- What is required -
Return each line below holding the string "async".

[Dataset records]
+ + + + + + +
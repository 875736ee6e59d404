//! Execution runtime and public API
//!
//! [`Playground`] ties the pieces together: it owns the configuration and
//! the interpreter loader, and mounts [`EditorSurface`]s that each run code
//! through their own [`ExecutionSession`]. All surfaces of a process share
//! one interpreter, and runs on it are serialized by its output channel.

use std::sync::Arc;
use tracing::debug;

// Submodules
pub mod backend;
pub mod capture;
pub mod config;
pub mod error;
pub mod loader;
pub mod process;
pub mod progress;
pub mod session;
pub mod snippets;
pub mod surface;

pub use backend::{BuiltinBackend, EmbeddedInterpreter, InterpreterBackend};
pub use capture::{OutputCaptureBuffer, OutputChannel};
pub use config::{BackendConfig, RuntimeConfig};
pub use error::{BindingError, ClipboardError, ConfigError, LoadError, ProgramFault};
pub use loader::{InterpreterLoader, LoaderStatus};
pub use process::ProcessBackend;
pub use progress::{MemoryProgressStore, ProgressStore, TaskCompletionRecorder};
pub use session::{ExecutionRequest, ExecutionResult, ExecutionSession, FailureKind};
pub use surface::{
    Clipboard, EditorSurface, MemoryClipboard, RunOutcome, Selection, SourceDocument,
    SurfaceBuilder, TaskCompletionHook,
};

/// Backend selected by `config`.
pub fn backend_for(config: &RuntimeConfig) -> Arc<dyn InterpreterBackend> {
    match &config.backend {
        BackendConfig::Builtin => Arc::new(BuiltinBackend::new(config.limits())),
        BackendConfig::Process { python } => Arc::new(ProcessBackend::new(python.clone())),
    }
}

/// Entry point for hosts embedding the playground.
#[derive(Debug, Clone)]
pub struct Playground {
    config: RuntimeConfig,
    loader: Arc<InterpreterLoader>,
}

impl Playground {
    /// Playground on the process-wide interpreter.
    ///
    /// The first playground in a process decides the backend; later ones
    /// share its loader whatever their configured backend.
    pub fn new(config: RuntimeConfig) -> Self {
        let loader = InterpreterLoader::global(|| backend_for(&config));
        Self { config, loader }
    }

    /// Playground on an explicit loader.
    pub fn with_loader(config: RuntimeConfig, loader: Arc<InterpreterLoader>) -> Self {
        Self { config, loader }
    }

    /// Active configuration.
    pub fn config(&self) -> &RuntimeConfig {
        &self.config
    }

    /// Shared interpreter loader.
    pub fn loader(&self) -> &Arc<InterpreterLoader> {
        &self.loader
    }

    /// Start loading the interpreter and wait for the outcome.
    pub async fn warm_up(&self) -> Result<(), LoadError> {
        self.loader.ensure_ready().await.map(|_| ())
    }

    /// Builder for a surface showing `initial_text`.
    pub fn surface(&self, initial_text: impl Into<String>) -> SurfaceBuilder {
        SurfaceBuilder::new(Arc::clone(&self.loader), self.config.clone(), initial_text)
    }

    /// Builder for a surface preloaded with playground snippet `index`.
    pub fn snippet_surface(&self, index: usize) -> Option<SurfaceBuilder> {
        snippets::get(index).map(|snippet| self.surface(snippet.code))
    }

    /// Run `source` once, outside of any surface.
    pub async fn execute(&self, source: &str) -> ExecutionResult {
        let session = ExecutionSession::new(Arc::clone(&self.loader), &self.config);
        debug!(session = %session.id(), "one-off execution");
        match session.execute(&ExecutionRequest::new(0, source)).await {
            Some(result) => result,
            None => ExecutionResult::failure(FailureKind::HostBindingFault, "session is busy"),
        }
    }
}

#[cfg(test)]
mod tests {
    use super::*;

    fn playground() -> Playground {
        let config = RuntimeConfig::default();
        let loader = Arc::new(InterpreterLoader::new(backend_for(&config)));
        Playground::with_loader(config, loader)
    }

    #[tokio::test]
    async fn execute_reports_output_and_faults() {
        let playground = playground();
        assert_eq!(
            playground.execute("print('hi')").await,
            ExecutionResult::Success { output: "hi\n".into() }
        );
        let fault = playground.execute("1 / 0").await;
        assert_eq!(fault.failure_kind(), Some(FailureKind::ProgramFault));
        assert_eq!(fault.render(), "Error: ZeroDivisionError: division by zero on line 1");
    }

    #[tokio::test]
    async fn snippet_surface_loads_snippet_text() {
        let playground = playground();
        let surface = playground.snippet_surface(0).unwrap().build();
        assert_eq!(surface.text(), snippets::SNIPPETS[0].code);
        assert!(playground.snippet_surface(snippets::SNIPPETS.len()).is_none());
    }

    #[test]
    fn backend_follows_config() {
        let config = RuntimeConfig {
            backend: BackendConfig::Process {
                python: "python3".into(),
            },
            ..RuntimeConfig::default()
        };
        assert_eq!(backend_for(&config).name(), "process");
        assert_eq!(backend_for(&RuntimeConfig::default()).name(), "builtin");
    }
}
+ + + + + + +
- Exercise result -
    pub async fn warm_up(&self) -> Result<(), LoadError> {
    pub async fn execute(&self, source: &str) -> ExecutionResult {
    async fn execute_reports_output_and_faults() {
    async fn snippet_surface_loads_snippet_text() {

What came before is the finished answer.